L’ospedale napoletano merita un plauso generale per come è riuscito a fronteggiare l’ennesimo stato di emergenza. Un intervento salvavita viene posto al piccolo cuoricino malformato di un bimbo di appena 8 mesi, affetto da una grave malformazione cardiaca. Il piccolo ivoriano, dopo due giorni di viaggio insieme ai propri genitori ed altre 50 persone, ha attraversato il Mediterraneo su un barcone per approdare a Lampedusa, in cerca di aiuto. E’ notevole il coraggio della madre 18enne, che con le mani accarezza la vita di suo figlio. Il coraggio di lottare contro tutto e tutti. Un cuore di pietra che è riuscita resistere a qualsiasi tipo di intemperie, giungendo poi ad un lieto fine tra le mura dell’ospedale Monaldi. Una madre che ha guardato oltre il pericolo della morte, pensando esclusivamente alla vita del figlio, proprio come quelli che amano la vita e non sanno staccarsene.

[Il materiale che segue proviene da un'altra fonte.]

//! Laplacian-of-Gaussian blob filter

use crate::convolve::convolve;
use crate::{FilterResult, Kernel};
use unclump_core::{Mask, Raster};

/// Filter a raster with a Laplacian-of-Gaussian kernel, honouring a mask
///
/// `size` and `sigma` are passed to [`Kernel::laplacian_of_gaussian`].
/// Unmasked pixels are treated as if they held the value of the pixel being
/// filtered: they are zeroed for the main convolution, and the kernel mass
/// that lands outside the mask (or outside the raster) is convolved
/// separately and added back scaled by the centre value. Unmasked pixels
/// keep their input value.
///
/// Bright blobs near the scale of `sigma` produce strongly negative output.
///
/// # Errors
///
/// Returns an error if the mask size differs or the kernel parameters are
/// invalid.
pub fn laplacian_of_gaussian(
    raster: &Raster,
    mask: &Mask,
    size: u32,
    sigma: f32,
) -> FilterResult<Raster> {
    raster.check_same_size(mask)?;
    let kernel = Kernel::laplacian_of_gaussian(size, sigma)?;

    let masked = raster.zip_map(mask, |v, m| if m { v } else { 0.0 })?;
    let response = convolve(&masked, &kernel, 0.0)?;
    let outside = convolve(&mask.not().to_raster(), &kernel, 1.0)?;

    let mut out = response;
    for (i, v) in out.data_mut().iter_mut().enumerate() {
        let value = raster.data()[i];
        if mask.data()[i] {
            *v += outside.data()[i] * value;
        } else {
            *v = value;
        }
    }
    log::trace!(
        "laplacian_of_gaussian: kernel {}x{}, sigma {}",
        kernel.width(),
        kernel.height(),
        sigma
    );
    Ok(out)
}
//! Grid regression test
//!
//! Tests grid creation, pixel access, size checks and the raster
//! statistics used by the filters (extrema, stretching, Otsu).
//!
//! Run with:
//! ```
//! cargo test -p unclump-core --test grid_reg
//! ```

use unclump_core::{Grid, LabelMap, Mask, Raster, otsu_masked};
use unclump_test::RegParams;

// ==========================================================================
// Test 1: creation and access
// ==========================================================================

#[test]
fn grid_reg_creation() {
    let mut rp = RegParams::new("grid_creation");

    let raster = Raster::new(640, 480).expect("Raster::new failed");
    rp.compare_values(640.0, raster.width() as f64, 0.0);
    rp.compare_values(480.0, raster.height() as f64, 0.0);
    rp.check(raster.data().iter().all(|&v| v == 0.0), "new raster is zero");

    let mask = Mask::new_with_value(10, 10, true).expect("Mask::new_with_value failed");
    rp.compare_values(100.0, mask.count() as f64, 0.0);
    rp.check(mask.all(), "all-true mask");

    let labels = LabelMap::from_data(3, 2, vec![0, 1, 2, 3, 4, 5]).expect("from_data failed");
    rp.compare_values(5.0, labels.get(2, 1).unwrap() as f64, 0.0);
    rp.compare_values(5.0, labels.max_label() as f64, 0.0);

    rp.check(Raster::new(0, 100).is_err(), "zero width rejected");
    rp.check(
        Grid::<u32>::from_data(2, 2, vec![1, 2, 3]).is_err(),
        "short data rejected",
    );

    assert!(rp.cleanup(), "grid_reg creation tests failed");
}

// ==========================================================================
// Test 2: statistics
// ==========================================================================

#[test]
fn grid_reg_statistics() {
    let mut rp = RegParams::new("grid_statistics");

    let raster = Raster::from_fn(10, 10, |x, y| (x + y) as f32).unwrap();
    let (lo, hi) = raster.min_max(None).unwrap();
    rp.compare_values(0.0, lo as f64, 0.0);
    rp.compare_values(18.0, hi as f64, 0.0);
    rp.compare_values(9.0, raster.mean() as f64, 1e-5);

    let stretched = raster.stretch(None).unwrap();
    rp.compare_values(0.0, stretched.get(0, 0).unwrap() as f64, 0.0);
    rp.compare_values(1.0, stretched.get(9, 9).unwrap() as f64, 0.0);
    rp.compare_values(0.5, stretched.get(9, 0).unwrap() as f64, 1e-6);

    // Left half dark, right half bright; Otsu must split between them
    let bimodal = Raster::from_fn(20, 10, |x, _| if x < 10 { 0.2 } else { 0.8 }).unwrap();
    let mask = Mask::new_with_value(20, 10, true).unwrap();
    let t = otsu_masked(&bimodal, &mask, 0.0, 1.0, 256).unwrap();
    rp.check(t >= 0.2 && t < 0.8, "otsu splits bimodal raster");

    let bad = Mask::new(5, 5).unwrap();
    rp.check(otsu_masked(&bimodal, &bad, 0.0, 1.0, 256).is_err(), "size mismatch");

    assert!(rp.cleanup(), "grid_reg statistics tests failed");
}
//! Marker-controlled watershed
//!
//! The watershed floods a cost surface outward from labeled markers. Each
//! unlabeled pixel joins the region of the first front that reaches it;
//! fronts advance in order of increasing cost, and pixels of equal cost are
//! expanded first-in first-out. The ordering structure is a hierarchical
//! bucket queue with one FIFO per distinct cost level, which makes the
//! result independent of marker numbering and reproducible run to run.

use crate::conncomp::{ConnectivityType, neighbors};
use crate::error::{RegionError, RegionResult};
use std::collections::VecDeque;
use unclump_core::{LabelMap, Mask, Raster};

/// Options for watershed segmentation
#[derive(Debug, Clone)]
pub struct WatershedOptions {
    /// Connectivity used to grow fronts
    pub connectivity: ConnectivityType,
}

impl Default for WatershedOptions {
    fn default() -> Self {
        Self {
            connectivity: ConnectivityType::EightWay,
        }
    }
}

impl WatershedOptions {
    /// Create new options with default values
    pub fn new() -> Self {
        Self::default()
    }

    /// Set connectivity type
    pub fn with_connectivity(mut self, connectivity: ConnectivityType) -> Self {
        self.connectivity = connectivity;
        self
    }
}

/// Hierarchical queue: one FIFO per cost level, popped lowest level first
///
/// A push below the current level moves the cursor back, so late arrivals
/// with a lower cost are still served before anything costlier.
#[derive(Debug)]
pub struct BucketQueue {
    buckets: Vec<VecDeque<usize>>,
    current: usize,
    len: usize,
}

impl BucketQueue {
    /// Create a queue with `levels` cost levels
    pub fn new(levels: usize) -> Self {
        Self {
            buckets: (0..levels).map(|_| VecDeque::new()).collect(),
            current: 0,
            len: 0,
        }
    }

    /// Append `item` to the FIFO of `level`
    pub fn push(&mut self, level: usize, item: usize) {
        self.buckets[level].push_back(item);
        self.current = self.current.min(level);
        self.len += 1;
    }

    /// Remove the oldest item of the lowest non-empty level
    pub fn pop(&mut self) -> Option<usize> {
        while self.current < self.buckets.len() {
            if let Some(item) = self.buckets[self.current].pop_front() {
                self.len -= 1;
                return Some(item);
            }
            self.current += 1;
        }
        None
    }

    /// Number of queued items
    pub fn len(&self) -> usize {
        self.len
    }

    /// Check whether the queue is empty
    pub fn is_empty(&self) -> bool {
        self.len == 0
    }
}

/// Rank of every pixel's cost among the distinct costs of the grid
///
/// Returns the per-pixel level and the number of levels.
fn cost_levels(cost: &Raster) -> RegionResult<(Vec<usize>, usize)> {
    if cost.data().iter().any(|v| !v.is_finite()) {
        return Err(RegionError::InvalidParameters(
            "watershed cost surface contains non-finite values".into(),
        ));
    }
    let mut distinct: Vec<f32> = cost.data().to_vec();
    distinct.sort_by(f32::total_cmp);
    distinct.dedup();

    let levels = cost
        .data()
        .iter()
        .map(|v| distinct.partition_point(|d| d < v))
        .collect();
    Ok((levels, distinct.len()))
}

/// Flood `cost` from `markers`, restricted to `mask`
///
/// Marker pixels (non-zero labels) seed their regions; markers outside the
/// mask are ignored. Every masked pixel connected to a marker through
/// masked pixels receives that marker's label; masked pixels with no path
/// to any marker, and all unmasked pixels, stay 0.
///
/// # Errors
///
/// Returns an error if the grid sizes differ or the cost surface has
/// non-finite values.
///
/// # Examples
///
/// ```
/// use unclump_core::{LabelMap, Mask, Raster};
/// use unclump_region::{WatershedOptions, watershed};
///
/// // a valley in the middle column separates two markers
/// let cost = Raster::from_fn(5, 1, |x, _| if x == 2 { 1.0 } else { 0.0 }).unwrap();
/// let markers = LabelMap::from_data(5, 1, vec![1, 0, 0, 0, 2]).unwrap();
/// let mask = Mask::new_with_value(5, 1, true).unwrap();
/// let labels = watershed(&cost, &markers, &mask, &WatershedOptions::default()).unwrap();
/// assert_eq!(labels.data(), &[1, 1, 1, 2, 2]);
/// ```
pub fn watershed(
    cost: &Raster,
    markers: &LabelMap,
    mask: &Mask,
    options: &WatershedOptions,
) -> RegionResult<LabelMap> {
    cost.check_same_size(markers)?;
    cost.check_same_size(mask)?;

    let (w, h) = cost.dimensions();
    let (levels, level_count) = cost_levels(cost)?;
    let mut labels = LabelMap::new(w, h)?;
    let mut queue = BucketQueue::new(level_count);

    for (i, &m) in markers.data().iter().enumerate() {
        if m != 0 && mask.data()[i] {
            labels.data_mut()[i] = m;
            queue.push(levels[i], i);
        }
    }
    log::trace!(
        "watershed: {} marker pixels, {} cost levels",
        queue.len(),
        level_count
    );

    while let Some(i) = queue.pop() {
        let label = labels.data()[i];
        let (x, y) = labels.coords(i);
        for (nx, ny) in neighbors(w, h, x, y, options.connectivity) {
            let j = labels.index(nx, ny);
            if mask.data()[j] && labels.data()[j] == 0 {
                labels.data_mut()[j] = label;
                queue.push(levels[j], j);
            }
        }
    }

    Ok(labels)
}

#[cfg(test)]
mod tests {
    use super::*;

    #[test]
    fn test_bucket_queue_order() {
        let mut q = BucketQueue::new(3);
        q.push(2, 10);
        q.push(1, 20);
        q.push(1, 21);
        assert_eq!(q.pop(), Some(20));
        q.push(0, 30);
        assert_eq!(q.pop(), Some(30));
        assert_eq!(q.pop(), Some(21));
        assert_eq!(q.pop(), Some(10));
        assert!(q.pop().is_none());
        assert!(q.is_empty());
    }

    #[test]
    fn test_equal_cost_split_is_fair() {
        // flat surface: each pixel goes to the nearer marker
        let cost = Raster::new(9, 1).unwrap();
        let markers = LabelMap::from_data(9, 1, vec![1, 0, 0, 0, 0, 0, 0, 0, 2]).unwrap();
        let mask = Mask::new_with_value(9, 1, true).unwrap();
        let labels = watershed(&cost, &markers, &mask, &WatershedOptions::default()).unwrap();
        assert_eq!(labels.data(), &[1, 1, 1, 1, 1, 2, 2, 2, 2]);
    }

    #[test]
    fn test_mask_blocks_growth() {
        let cost = Raster::new(5, 1).unwrap();
        let markers = LabelMap::from_data(5, 1, vec![1, 0, 0, 0, 0]).unwrap();
        let mask = Mask::from_data(5, 1, vec![true, true, false, true, true]).unwrap();
        let labels = watershed(&cost, &markers, &mask, &WatershedOptions::default()).unwrap();
        assert_eq!(labels.data(), &[1, 1, 0, 0, 0]);
    }

    #[test]
    fn test_rejects_nan_cost() {
        let cost = Raster::new_with_value(2, 2, f32::NAN).unwrap();
        let markers = LabelMap::new(2, 2).unwrap();
        let mask = Mask::new_with_value(2, 2, true).unwrap();
        assert!(watershed(&cost, &markers, &mask, &WatershedOptions::default()).is_err());
    }

    #[test]
    fn test_size_mismatch() {
        let cost = Raster::new(3, 3).unwrap();
        let markers = LabelMap::new(3, 2).unwrap();
        let mask = Mask::new(3, 3).unwrap();
        let err = watershed(&cost, &markers, &mask, &WatershedOptions::default()).unwrap_err();
        assert!(matches!(err, RegionError::Core(_)));
    }
}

Ecco le toccanti parole della madre riportate da Il Mattino: «Amo l’Italia, volevo venire perché è un paese che accoglie». Mentre parla in francese, con una certa soggezione, la madre del neonato riesce finalmente a sorridere e a raccontare il suo calvario. «Qui mio figlio poteva avere una speranza» spiega la 18enne scappata dalla Costa d’Avorio dove viveva con la famiglia. «Dopo la morte di mio padre e di mia sorella, mi aspettava un matrimonio combinato con il promesso sposo, per questo sono fuggita in Tunisia dove ho conosciuto mio marito» racconta la donna che da quell’amore ha avuto il suo primo e unico figlio. «In Tunisia hanno diagnosticato la grave malformazione cardiaca del piccolo che non potevamo curare» continua la giovane che viveva in una piccola stanza di un comprensorio con un solo bagno per tutti gli occupanti. «Eravamo disperati e abbiamo deciso di rischiare, viaggiando due notti su un barcone con altre 50 persone fino allo sbarco a Lampedusa» spiega emozionata la mamma ora che può tirare un sospiro di sollievo per I., che indicheremo con l’iniziale per proteggerne la privacy.

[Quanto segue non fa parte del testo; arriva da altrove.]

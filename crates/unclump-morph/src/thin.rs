//! Topology-preserving shrinking
//!
//! Shrinking repeatedly deletes "simple" pixels: pixels whose removal
//! neither splits an 8-connected cluster nor merges background regions.
//! Each sweep runs four directional sub-passes (north, south, west, east),
//! visiting pixels in raster order and deleting them immediately, until a
//! full sweep removes nothing.
//!
//! A cluster without holes collapses to a single pixel. A cluster that
//! encloses background stops at a closed one-pixel ring.
//!
//! # Reference
//!
//! The simplicity test is the Yokoi connectivity number for 8-connected
//! foreground (Yokoi, Toriwaki, Fukumura, 1975).

use crate::MorphResult;
use unclump_core::Mask;

/// Neighbour offsets in the order E, NE, N, NW, W, SW, S, SE
const RING: [(i64, i64); 8] = [
    (1, 0),
    (1, -1),
    (0, -1),
    (-1, -1),
    (-1, 0),
    (-1, 1),
    (0, 1),
    (1, 1),
];

/// Directions of the four sub-passes: the neighbour that must be background
const SUB_PASSES: [(i64, i64); 4] = [(0, -1), (0, 1), (-1, 0), (1, 0)];

/// Yokoi 8-connectivity number of the pixel at (x, y)
///
/// A set pixel with connectivity number 1 is simple: deleting it keeps the
/// number of foreground and background components unchanged. Isolated and
/// interior pixels have 0; pixels bridging separate branches have 2 or more.
/// Positions outside the grid are background.
pub fn connectivity_number(mask: &Mask, x: u32, y: u32) -> u32 {
    let mut bg = [false; 9];
    for (k, &(dx, dy)) in RING.iter().enumerate() {
        bg[k] = !mask
            .get_signed(x as i64 + dx, y as i64 + dy)
            .unwrap_or(false);
    }
    bg[8] = bg[0];

    (0..4)
        .map(|i| {
            let k = 2 * i;
            let term = bg[k] && !(bg[k + 1] && bg[k + 2]);
            u32::from(term)
        })
        .sum()
}

/// Shrink every 8-connected cluster of a mask down to a point
///
/// Clusters with holes shrink to rings instead; callers that need exactly
/// one pixel per cluster must resolve those themselves.
///
/// # Examples
///
/// ```
/// use unclump_core::Mask;
/// use unclump_morph::shrink_to_points;
///
/// let block = Mask::new_with_value(4, 3, true).unwrap();
/// let points = shrink_to_points(&block).unwrap();
/// assert_eq!(points.count(), 1);
/// ```
pub fn shrink_to_points(mask: &Mask) -> MorphResult<Mask> {
    let mut out = mask.clone();
    let mut sweeps = 0u32;

    loop {
        let mut removed = 0usize;
        for &(bx, by) in &SUB_PASSES {
            for y in 0..out.height() {
                for x in 0..out.width() {
                    if !out.get_unchecked(x, y) {
                        continue;
                    }
                    let exposed = !out
                        .get_signed(x as i64 + bx, y as i64 + by)
                        .unwrap_or(false);
                    if exposed && connectivity_number(&out, x, y) == 1 {
                        out.set_unchecked(x, y, false);
                        removed += 1;
                    }
                }
            }
        }
        sweeps += 1;
        if removed == 0 {
            break;
        }
    }

    log::trace!(
        "shrink_to_points: {} -> {} pixels in {} sweeps",
        mask.count(),
        out.count(),
        sweeps
    );
    Ok(out)
}
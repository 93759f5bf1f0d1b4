//! Segmentation configuration
//!
//! [`SegmentationConfig`] holds every tunable of the pipeline. It can be
//! built in code with the `with_*` methods or loaded from TOML:
//!
//! ```toml
//! min_diameter = 12.0
//! max_diameter = 60.0
//! unclump_strategy = "shape"
//! watershed_strategy = "distance"
//! smoothing_size = "auto"
//! maxima_suppression_size = { manual = 9.0 }
//! ```
//!
//! Keys that are left out take their default values.

use crate::error::{SegmentError, SegmentResult};
use serde::{Deserialize, Serialize};
use std::fs;
use std::path::Path;

/// FWHM to sigma conversion for Gaussian smoothing sizes
pub const FWHM_PER_SIGMA: f32 = 2.35;

/// Maxima suppression radius used at reduced resolution, and reported when
/// declumping is skipped
pub const DEFAULT_SUPPRESSION_SIZE: f32 = 7.0;

/// Objects are searched for maxima at this diameter when `low_res_maxima`
/// shrinks the image
const LOW_RES_TARGET_DIAMETER: f32 = 10.0;

/// A size that is either derived from the object diameters or set by hand
#[derive(Debug, Clone, Copy, PartialEq, Default, Serialize, Deserialize)]
#[serde(rename_all = "lowercase")]
pub enum SizeSetting {
    /// Derive the value from the configured object diameters
    #[default]
    Auto,
    /// Use this value
    Manual(f32),
}

impl SizeSetting {
    /// The manual value, if any
    pub fn manual(self) -> Option<f32> {
        match self {
            SizeSetting::Auto => None,
            SizeSetting::Manual(v) => Some(v),
        }
    }

    /// The manual value, or `auto` computed lazily
    pub fn resolve(self, auto: impl FnOnce() -> f32) -> f32 {
        self.manual().unwrap_or_else(auto)
    }
}

/// Signal used to find one seed per object in a clump
#[derive(Debug, Clone, Copy, PartialEq, Eq, Default, Serialize, Deserialize)]
#[serde(rename_all = "lowercase")]
pub enum UnclumpStrategy {
    /// Do not split clumps
    None,
    /// Peaks of the smoothed intensity
    #[default]
    Intensity,
    /// Peaks of the distance transform of the foreground
    Shape,
    /// Peaks of a Laplacian-of-Gaussian blob response
    Log,
}

/// Cost surface the watershed floods to draw lines between seeds
#[derive(Debug, Clone, Copy, PartialEq, Eq, Default, Serialize, Deserialize)]
#[serde(rename_all = "lowercase")]
pub enum WatershedStrategy {
    /// Do not split clumps
    None,
    /// Dividing lines follow dim valleys of the raster
    #[default]
    Intensity,
    /// Dividing lines follow the necks of the foreground shape
    Distance,
}

/// Options for [`segment`](crate::segment)
#[derive(Debug, Clone, PartialEq, Serialize, Deserialize)]
#[serde(default)]
pub struct SegmentationConfig {
    /// Smallest expected object diameter in pixels
    pub min_diameter: f32,
    /// Largest expected object diameter in pixels
    pub max_diameter: f32,
    /// Remove objects whose area is outside the diameter range
    pub discard_by_size: bool,
    /// Remove objects touching the raster edge (or the mask rim)
    pub discard_border_objects: bool,
    /// Fill background holes enclosed by a single object
    pub fill_holes: bool,
    /// How seeds are found
    pub unclump_strategy: UnclumpStrategy,
    /// What the watershed floods
    pub watershed_strategy: WatershedStrategy,
    /// Gaussian smoothing filter size (FWHM) before maxima detection
    pub smoothing_size: SizeSetting,
    /// Radius of the neighbourhood in which only one maximum survives
    pub maxima_suppression_size: SizeSetting,
    /// Search for maxima on a reduced-resolution copy for large objects
    pub low_res_maxima: bool,
    /// Blob diameter for the LoG strategy
    pub log_diameter: SizeSetting,
    /// Threshold on the stretched LoG response in `[0, 1]`
    pub log_threshold: SizeSetting,
    /// Seed of the generator that jitters the distance transform
    pub jitter_seed: u64,
}

impl Default for SegmentationConfig {
    fn default() -> Self {
        Self {
            min_diameter: 10.0,
            max_diameter: 40.0,
            discard_by_size: true,
            discard_border_objects: true,
            fill_holes: true,
            unclump_strategy: UnclumpStrategy::Intensity,
            watershed_strategy: WatershedStrategy::Intensity,
            smoothing_size: SizeSetting::Auto,
            maxima_suppression_size: SizeSetting::Auto,
            low_res_maxima: true,
            log_diameter: SizeSetting::Auto,
            log_threshold: SizeSetting::Auto,
            jitter_seed: 0,
        }
    }
}

impl SegmentationConfig {
    /// Create a configuration with default values
    pub fn new() -> Self {
        Self::default()
    }

    /// Set the expected object diameter range
    pub fn with_diameter_range(mut self, min: f32, max: f32) -> Self {
        self.min_diameter = min;
        self.max_diameter = max;
        self
    }

    /// Enable or disable the size filter
    pub fn with_discard_by_size(mut self, discard: bool) -> Self {
        self.discard_by_size = discard;
        self
    }

    /// Enable or disable the border filter
    pub fn with_discard_border_objects(mut self, discard: bool) -> Self {
        self.discard_border_objects = discard;
        self
    }

    /// Enable or disable hole filling
    pub fn with_fill_holes(mut self, fill: bool) -> Self {
        self.fill_holes = fill;
        self
    }

    /// Set the seed strategy
    pub fn with_unclump_strategy(mut self, strategy: UnclumpStrategy) -> Self {
        self.unclump_strategy = strategy;
        self
    }

    /// Set the watershed strategy
    pub fn with_watershed_strategy(mut self, strategy: WatershedStrategy) -> Self {
        self.watershed_strategy = strategy;
        self
    }

    /// Set the smoothing filter size
    pub fn with_smoothing_size(mut self, size: SizeSetting) -> Self {
        self.smoothing_size = size;
        self
    }

    /// Set the maxima suppression size
    pub fn with_maxima_suppression_size(mut self, size: SizeSetting) -> Self {
        self.maxima_suppression_size = size;
        self
    }

    /// Enable or disable low-resolution maxima search
    pub fn with_low_res_maxima(mut self, low_res: bool) -> Self {
        self.low_res_maxima = low_res;
        self
    }

    /// Set the LoG blob diameter
    pub fn with_log_diameter(mut self, diameter: SizeSetting) -> Self {
        self.log_diameter = diameter;
        self
    }

    /// Set the LoG response threshold
    pub fn with_log_threshold(mut self, threshold: SizeSetting) -> Self {
        self.log_threshold = threshold;
        self
    }

    /// Set the jitter generator seed
    pub fn with_jitter_seed(mut self, seed: u64) -> Self {
        self.jitter_seed = seed;
        self
    }

    /// Check that every value is in range
    ///
    /// # Errors
    ///
    /// Returns `SegmentError::Config` naming the first offending value.
    pub fn validate(&self) -> SegmentResult<()> {
        if !(self.min_diameter.is_finite() && self.min_diameter >= 1.0) {
            return Err(SegmentError::Config(format!(
                "min_diameter must be at least 1, got {}",
                self.min_diameter
            )));
        }
        if !(self.max_diameter.is_finite() && self.max_diameter >= self.min_diameter) {
            return Err(SegmentError::Config(format!(
                "max_diameter ({}) must not be below min_diameter ({})",
                self.max_diameter, self.min_diameter
            )));
        }
        let manual = [
            ("smoothing_size", self.smoothing_size),
            ("maxima_suppression_size", self.maxima_suppression_size),
            ("log_diameter", self.log_diameter),
            ("log_threshold", self.log_threshold),
        ];
        for (name, setting) in manual {
            if let Some(v) = setting.manual().filter(|v| !(v.is_finite() && *v >= 0.0)) {
                return Err(SegmentError::Config(format!(
                    "{} must be finite and non-negative, got {}",
                    name, v
                )));
            }
        }
        let radius = self.suppression_radius();
        if let Some(v) = self.maxima_suppression_size.manual().filter(|_| radius == 0) {
            return Err(SegmentError::Config(format!(
                "maxima_suppression_size {} gives a suppression radius of 0 \
                 at resize factor {}",
                v,
                self.resize_factor()
            )));
        }
        if let Some(v) = self.log_diameter.manual().filter(|v| *v < 1.0) {
            return Err(SegmentError::Config(format!(
                "log_diameter must be at least 1, got {}",
                v
            )));
        }
        if let Some(v) = self.log_threshold.manual().filter(|v| *v > 1.0) {
            return Err(SegmentError::Config(format!(
                "log_threshold must be in [0, 1], got {}",
                v
            )));
        }
        Ok(())
    }

    /// Parse a configuration from TOML text
    pub fn from_toml_str(text: &str) -> SegmentResult<Self> {
        toml::from_str(text).map_err(|e| SegmentError::Config(e.to_string()))
    }

    /// Load a configuration from a TOML file
    pub fn from_file(path: impl AsRef<Path>) -> SegmentResult<Self> {
        let path = path.as_ref();
        let text = fs::read_to_string(path)?;
        toml::from_str(&text).map_err(|source| SegmentError::ConfigLoad {
            source,
            path: path.to_path_buf(),
        })
    }

    /// Serialize the configuration as TOML
    pub fn to_toml_string(&self) -> SegmentResult<String> {
        Ok(toml::to_string(self)?)
    }

    /// Whether the seed detector and watershed run at all
    pub fn declumps(&self) -> bool {
        self.unclump_strategy != UnclumpStrategy::None
            && self.watershed_strategy != WatershedStrategy::None
    }

    /// Gaussian smoothing filter size (FWHM in pixels)
    pub fn smoothing_filter_size(&self) -> f32 {
        self.smoothing_size
            .resolve(|| FWHM_PER_SIGMA * self.min_diameter / 3.5)
    }

    /// Scale at which maxima are searched: below 1 when `low_res_maxima`
    /// shrinks large objects to a diameter of 10
    pub fn resize_factor(&self) -> f32 {
        if self.low_res_maxima && self.min_diameter > LOW_RES_TARGET_DIAMETER {
            LOW_RES_TARGET_DIAMETER / self.min_diameter
        } else {
            1.0
        }
    }

    /// Disk radius for maxima suppression, at the search resolution
    pub fn suppression_radius(&self) -> u32 {
        let factor = self.resize_factor();
        let radius = if factor < 1.0 {
            match self.maxima_suppression_size {
                SizeSetting::Auto => DEFAULT_SUPPRESSION_SIZE,
                SizeSetting::Manual(v) => (v * factor + 0.5).floor(),
            }
        } else {
            match self.maxima_suppression_size {
                SizeSetting::Auto => (self.min_diameter / 1.5 + 0.5).floor(),
                SizeSetting::Manual(v) => v.floor(),
            }
        };
        radius.max(0.0) as u32
    }

    /// Blob diameter for the LoG strategy at full resolution
    pub fn effective_log_diameter(&self) -> f32 {
        self.log_diameter.resolve(|| {
            let (lo, hi) = (self.min_diameter, self.max_diameter);
            (hi.min(lo * lo) + 5.0 * lo) / 6.0
        })
    }
}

I soccorsi sono partiti da Lampedusa nel centro di prima accoglienza di Crotone e il ricovero del piccolo nell’ospedale cittadino con il successivo trasferimento al Monaldi dove l’equipe diretta da Guido Oppido, primario dell’unità Complessa di Cardiochirurgia Pediatrica, ha eseguito una delicata operazione durata 5 ore. «Il piccolo avrebbe potuto morire nel giro di pochi giorni o, nelle migliori ipotesi, qualche mese, perché affetto da tetralogia di Fallot, chiamata morbo blu per la cianosi causata da gravi difetti intraventricolari» spiega il medico che ha eseguito «un intervento correttivo e definitivo che garantirà al piccolo una vita normale».

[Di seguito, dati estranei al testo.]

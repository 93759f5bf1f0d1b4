//! unclump-morph - Binary morphology for clump segmentation
//!
//! This crate provides the morphological building blocks of the pipeline:
//!
//! - Structuring elements (SEL), including the disk footprint used for
//!   maxima suppression
//! - Binary erosion and dilation with an "outside is background" border
//! - Boundary extraction (used to find the rim of a validity mask)
//! - Topology-preserving shrinking of clusters down to single points

pub mod binary;
mod error;
pub mod sel;
pub mod thin;

pub use error::{MorphError, MorphResult};
pub use sel::{Sel, SelElement};

// Re-export binary morphology functions
pub use binary::{BoundaryType, dilate, erode, extract_boundary};

// Re-export thinning functions
pub use thin::{connectivity_number, shrink_to_points};
//! Raster resampling
//!
//! Scaling used by the multi-resolution seed search: bilinear sampling for
//! real-valued rasters, nearest neighbour for masks and label maps.

use crate::{FilterError, FilterResult};
use unclump_core::{Grid, Raster};

/// Resample a raster by bilinear interpolation
///
/// Output pixel `(x, y)` samples the input at `(x / scale, y / scale)`.
/// Taps that fall outside the input read as 0, so samples beyond the last
/// row or column fade towards 0 instead of being clamped.
///
/// # Errors
///
/// Returns an error if `scale` is not finite and positive or the output
/// size is empty.
pub fn resample_bilinear(
    raster: &Raster,
    out_width: u32,
    out_height: u32,
    scale: f32,
) -> FilterResult<Raster> {
    if !(scale.is_finite() && scale > 0.0) {
        return Err(FilterError::InvalidParameters(format!(
            "resample scale must be positive, got {}",
            scale
        )));
    }
    let inv = 1.0 / scale as f64;
    let tap = |x: i64, y: i64| raster.get_signed(x, y).unwrap_or(0.0) as f64;

    let out = Raster::from_fn(out_width, out_height, |x, y| {
        let sx = x as f64 * inv;
        let sy = y as f64 * inv;
        let x0 = sx.floor();
        let y0 = sy.floor();
        let fx = sx - x0;
        let fy = sy - y0;
        let (x0, y0) = (x0 as i64, y0 as i64);

        let top = tap(x0, y0) * (1.0 - fx) + tap(x0 + 1, y0) * fx;
        let bottom = tap(x0, y0 + 1) * (1.0 - fx) + tap(x0 + 1, y0 + 1) * fx;
        (top * (1.0 - fy) + bottom * fy) as f32
    })?;
    log::trace!(
        "resample_bilinear: {}x{} -> {}x{} (scale {})",
        raster.width(),
        raster.height(),
        out_width,
        out_height,
        scale
    );
    Ok(out)
}

/// Resample any grid to a new size by nearest-neighbour sampling
///
/// Output pixel `(x, y)` takes the input pixel whose cell contains the
/// output cell centre, so every input pixel maps to a block of output
/// pixels when enlarging.
pub fn resample_nearest<T: Copy + Default>(
    grid: &Grid<T>,
    out_width: u32,
    out_height: u32,
) -> FilterResult<Grid<T>> {
    let (w, h) = grid.dimensions();
    let sx = w as f64 / out_width.max(1) as f64;
    let sy = h as f64 / out_height.max(1) as f64;

    let out = Grid::from_fn(out_width, out_height, |x, y| {
        let ix = (((x as f64 + 0.5) * sx) as u32).min(w - 1);
        let iy = (((y as f64 + 0.5) * sy) as u32).min(h - 1);
        grid.get_unchecked(ix, iy)
    })?;
    Ok(out)
}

L’ospedale Monaldi, in questa situazione di emergenza, ha adottato il piccolino come sua mascotte, a cui sono state donate tutine, giocattoli e ogni genere di conforto, confermando inventiva, altruismo e generosità della nostra comunità.
Un elogio al Monaldi che è riuscito a cavare il coraggio dal sole. Oggi più che mai, dietro la parola solidarietà s’intravede il legame associativo, bensì dell’appartenenza comune al genere umano. Una storia esemplare per coloro i quali hanno perso o stanno perdendo la speranza di vivere.